A Diamond in the Rough
Helpful Votes: 10 out of 11 total.
Review Date: 2003-09-27
I return to this book off and on. (I wish I can study this book with someone who has mastered this material.) The only epiphany I have had in my life is/was when I read Chapter 2 of this book about two decades ago (and understood that Skinner was analyzing language utterances as law of effect conditioned behavior).

Simply a brilliant book. Most underrated,as people have pointed out.

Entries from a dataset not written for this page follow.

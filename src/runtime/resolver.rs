/// Input resolution
///
/// Builds the input object a node's computation receives: the node's stored
/// data overlaid with the outputs carried by its incoming edges.

use crate::runtime::error::EngineError;
use crate::workflow::types::{Edge, Node};
use serde_json::{Map, Value};
use std::collections::HashMap;

/// Resolve the inputs of `node`
///
/// Starts from a shallow copy of `node.data`. Each incoming edge writes its
/// source's output at `edge.data.path` when set, else under its target handle.
/// An upstream node that was skipped or produced nothing contributes `null`.
///
/// When several edges write the same key or path the last edge in `incoming`
/// wins. That order follows the editor's edge list and is not meaningful.
pub fn resolve_inputs(
    node: &Node,
    incoming: &[Edge],
    outputs: &HashMap<String, Value>,
) -> Result<Map<String, Value>, EngineError> {
    let mut inputs = node.data.clone();

    for edge in incoming {
        let handle = edge
            .target_handle
            .as_deref()
            .ok_or_else(|| EngineError::MissingTargetHandle {
                edge_id: edge.id.clone(),
            })?;

        let value = outputs.get(&edge.source).cloned().unwrap_or(Value::Null);

        match edge.path() {
            Some(path) => {
                tracing::debug!("Edge '{}' writes '{}' into {}.{}", edge.id, edge.source, node.id, path);
                set_nested_value(&mut inputs, path, value);
            }
            None => {
                tracing::debug!("Edge '{}' writes '{}' into {}.{}", edge.id, edge.source, node.id, handle);
                inputs.insert(handle.to_string(), value);
            }
        }
    }

    Ok(inputs)
}

/// Write `value` at a dot-separated `path`, creating intermediate objects
///
/// An intermediate segment that is missing or holds a non-object value is
/// replaced by an empty object. Sibling keys are left untouched.
pub fn set_nested_value(target: &mut Map<String, Value>, path: &str, value: Value) {
    let mut segments: Vec<&str> = path.split('.').collect();
    let Some(last) = segments.pop() else {
        return;
    };

    let mut current = target;
    for segment in segments {
        let slot = current
            .entry(segment.to_string())
            .or_insert_with(|| Value::Object(Map::new()));
        if !slot.is_object() {
            *slot = Value::Object(Map::new());
        }
        let Value::Object(map) = slot else {
            return;
        };
        current = map;
    }

    current.insert(last.to_string(), value);
}

#[cfg(test)]
mod tests {
    use super::*;
    use serde_json::json;

    fn outputs(pairs: &[(&str, Value)]) -> HashMap<String, Value> {
        pairs.iter().map(|(k, v)| (k.to_string(), v.clone())).collect()
    }

    #[test]
    fn handle_overrides_default_data() {
        let node = Node::new("n", "sumDiffNode", json!({ "a": 1, "b": 2 }));
        let incoming = vec![Edge::new("e1", "src", "n", "a")];

        let inputs = resolve_inputs(&node, &incoming, &outputs(&[("src", json!(99))])).unwrap();
        assert_eq!(Value::Object(inputs), json!({ "a": 99, "b": 2 }));
    }

    #[test]
    fn path_writes_nested_without_dropping_keys() {
        let node = Node::new("n", "textTemplateNode", json!({ "a": 1, "nested": { "y": 2 } }));
        let incoming = vec![Edge::new("e1", "src", "n", "x").with_path("nested.x")];

        let inputs = resolve_inputs(&node, &incoming, &outputs(&[("src", json!(7))])).unwrap();
        assert_eq!(
            Value::Object(inputs),
            json!({ "a": 1, "nested": { "x": 7, "y": 2 } })
        );
    }

    #[test]
    fn missing_upstream_output_is_null() {
        let node = Node::new("n", "notesNode", json!({ "text": "hi" }));
        let incoming = vec![Edge::new("e1", "skipped", "n", "input")];

        let inputs = resolve_inputs(&node, &incoming, &HashMap::new()).unwrap();
        assert_eq!(inputs["input"], Value::Null);
        assert_eq!(inputs["text"], json!("hi"));
    }

    #[test]
    fn last_edge_wins_on_collision() {
        let node = Node::new("n", "notesNode", json!({}));
        let incoming = vec![
            Edge::new("e1", "first", "n", "text"),
            Edge::new("e2", "second", "n", "text"),
        ];

        let inputs = resolve_inputs(
            &node,
            &incoming,
            &outputs(&[("first", json!("one")), ("second", json!("two"))]),
        )
        .unwrap();
        assert_eq!(inputs["text"], json!("two"));
    }

    #[test]
    fn edge_without_handle_is_rejected() {
        let node = Node::new("n", "notesNode", json!({}));
        let mut edge = Edge::new("bad", "src", "n", "text");
        edge.target_handle = None;

        let err = resolve_inputs(&node, &[edge], &HashMap::new()).unwrap_err();
        assert!(matches!(err, EngineError::MissingTargetHandle { edge_id } if edge_id == "bad"));
    }

    #[test]
    fn non_object_intermediate_is_replaced() {
        let mut target = json!({ "a": "scalar", "keep": true }).as_object().cloned().unwrap();
        set_nested_value(&mut target, "a.b.c", json!(1));
        assert_eq!(
            Value::Object(target),
            json!({ "a": { "b": { "c": 1 } }, "keep": true })
        );
    }
}
/// Execution events and observers
///
/// The engine publishes status transitions and per-node outcomes to an
/// observer so a UI can follow a run. This is an in-process contract; the
/// observer decides what to do with each event.

use crate::workflow::types::RunStatus;
use serde::{Deserialize, Serialize};
use serde_json::Value;
use tokio::sync::mpsc;

/// Events emitted during a run
#[derive(Debug, Clone, PartialEq, Serialize, Deserialize)]
#[serde(tag = "event", rename_all = "camelCase")]
pub enum ExecutionEvent {
    /// Engine status changed (IDLE -> PROCESSING -> DONE | ERROR)
    StatusChanged { status: RunStatus },

    /// A node is about to run
    NodeStarted { run_id: String, node_id: String },

    /// A node's output was recorded
    NodeOutput {
        run_id: String,
        node_id: String,
        output: Value,
    },

    /// A node was pruned by a closed gate
    NodeSkipped { run_id: String, node_id: String },
}

/// Receiver of execution events
pub trait ExecutionObserver: Send + Sync {
    fn notify(&self, event: ExecutionEvent);
}

/// Observer that discards all events
#[derive(Debug, Clone, Default)]
pub struct NoopObserver;

impl ExecutionObserver for NoopObserver {
    fn notify(&self, _event: ExecutionEvent) {}
}

/// Observer that forwards events to an unbounded channel
///
/// Unbounded so a slow consumer never holds up the run; event volume is a
/// handful per node.
#[derive(Debug, Clone)]
pub struct ChannelObserver {
    sender: mpsc::UnboundedSender<ExecutionEvent>,
}

impl ChannelObserver {
    pub fn new(sender: mpsc::UnboundedSender<ExecutionEvent>) -> Self {
        Self { sender }
    }

    /// Create an observer together with the receiving end
    pub fn channel() -> (Self, mpsc::UnboundedReceiver<ExecutionEvent>) {
        let (sender, receiver) = mpsc::unbounded_channel();
        (Self::new(sender), receiver)
    }
}

impl ExecutionObserver for ChannelObserver {
    fn notify(&self, event: ExecutionEvent) {
        // Receiver may have been dropped
        let _ = self.sender.send(event);
    }
}
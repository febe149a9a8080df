/// Workflow snapshot REST API endpoints
///
/// The editor reads the current graph and replaces it wholesale. A run in
/// progress keeps the snapshot it started with.

use super::{ApiError, AppState};
use crate::{runtime::EngineError, workflow::types::{RunStatus, Workflow}};
use axum::{
    extract::State,
    response::Json,
    routing::get,
    Router,
};
use serde::Serialize;

/// Response for workflow update operations
#[derive(Debug, Serialize)]
pub struct WorkflowResponse {
    pub id: String,
    pub message: String,
}

/// Create workflow snapshot routes
pub fn create_workflow_routes() -> Router<AppState> {
    Router::new().route("/api/workflow", get(get_workflow).put(update_workflow))
}

/// Get the current workflow snapshot
///
/// GET /api/workflow
/// Returns: { "id": "...", "name": "...", "nodes": [...], "edges": [...] }
async fn get_workflow(State(state): State<AppState>) -> Json<Workflow> {
    Json(Workflow::clone(&state.provider.snapshot()))
}

/// Replace the current workflow snapshot
///
/// PUT /api/workflow
/// Body: { "id": "...", "name": "...", "nodes": [...], "edges": [...] }
/// Refused with 409 while a run is processing.
async fn update_workflow(
    State(state): State<AppState>,
    Json(workflow): Json<Workflow>,
) -> Result<Json<WorkflowResponse>, ApiError> {
    if state.engine.status() == RunStatus::Processing {
        tracing::warn!("⏸️ Rejected workflow update for '{}' during a run", workflow.id);
        return Err(EngineError::RunInProgress.into());
    }

    tracing::info!(
        "🔥 Stored workflow: {} ({}) with {} nodes",
        workflow.id,
        workflow.name,
        workflow.nodes.len()
    );

    let response = WorkflowResponse {
        id: workflow.id.clone(),
        message: format!("Workflow '{}' stored", workflow.name),
    };
    state.provider.store(workflow);

    Ok(Json(response))
}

I just reread Chapter 1. It only has 12 pages. However, the brilliance can clearly be seen. As is the difficulty. There are about 12 sentences (in these 12 pages) that I do not understand almost completely. (For instance, the one about speaker also being a listener.)

Added on 6/12/2004
------------------

I happened to come across Chomsky's critique of Verbal Behavior online and started studying it closely, especially Section 3. I noticed several misunderstandings almost right away and started answering them, in a writeup. (I will post the details on these later.) On a lark, I sent a copy of this to Noam Chomsky, not expecting to receive a reply. I was surprised to get a reply. We exchanged several e-mails. However, Chomsky stubbornly refused to see my points. His answers were mostly non-sequiturs. Are may points valid? You be the judge when I get around to posting my two specific points. In the meantime, you may want to look at

http://www.sulekha.com/expressions/column.asp?cid=305940

A Life Changer
Helpful Votes: 12 out of 15 total.
Review Date: 2004-05-16
A key finding of Radical Behavorism is the role and power of operant behavior. An importance of "Verbal Behavior" is that it suggests that operant behavior can explain much of human language and, with that, much of human thought. So with this book, Skinner could feel that his findings on operant behavior had the power to help us understand "mental" and "psychological" aspects of being human that hitherto had been no better defined that a Tarot deck could do.

My only one reading so far seems quite inadequate. I had to make an effort to get through the first half, in which a lot of fundamentals are introduced. Fortunately, all the preparation paid off for me in the second half, which I found quite exciting. Much of it, oddly, given that I was struggling at times to understand, felt familiar. I thought "Yes, that's how I revise my speech, yes, that's how I think, yes that's how I adjust what I am saying with my audience in mind."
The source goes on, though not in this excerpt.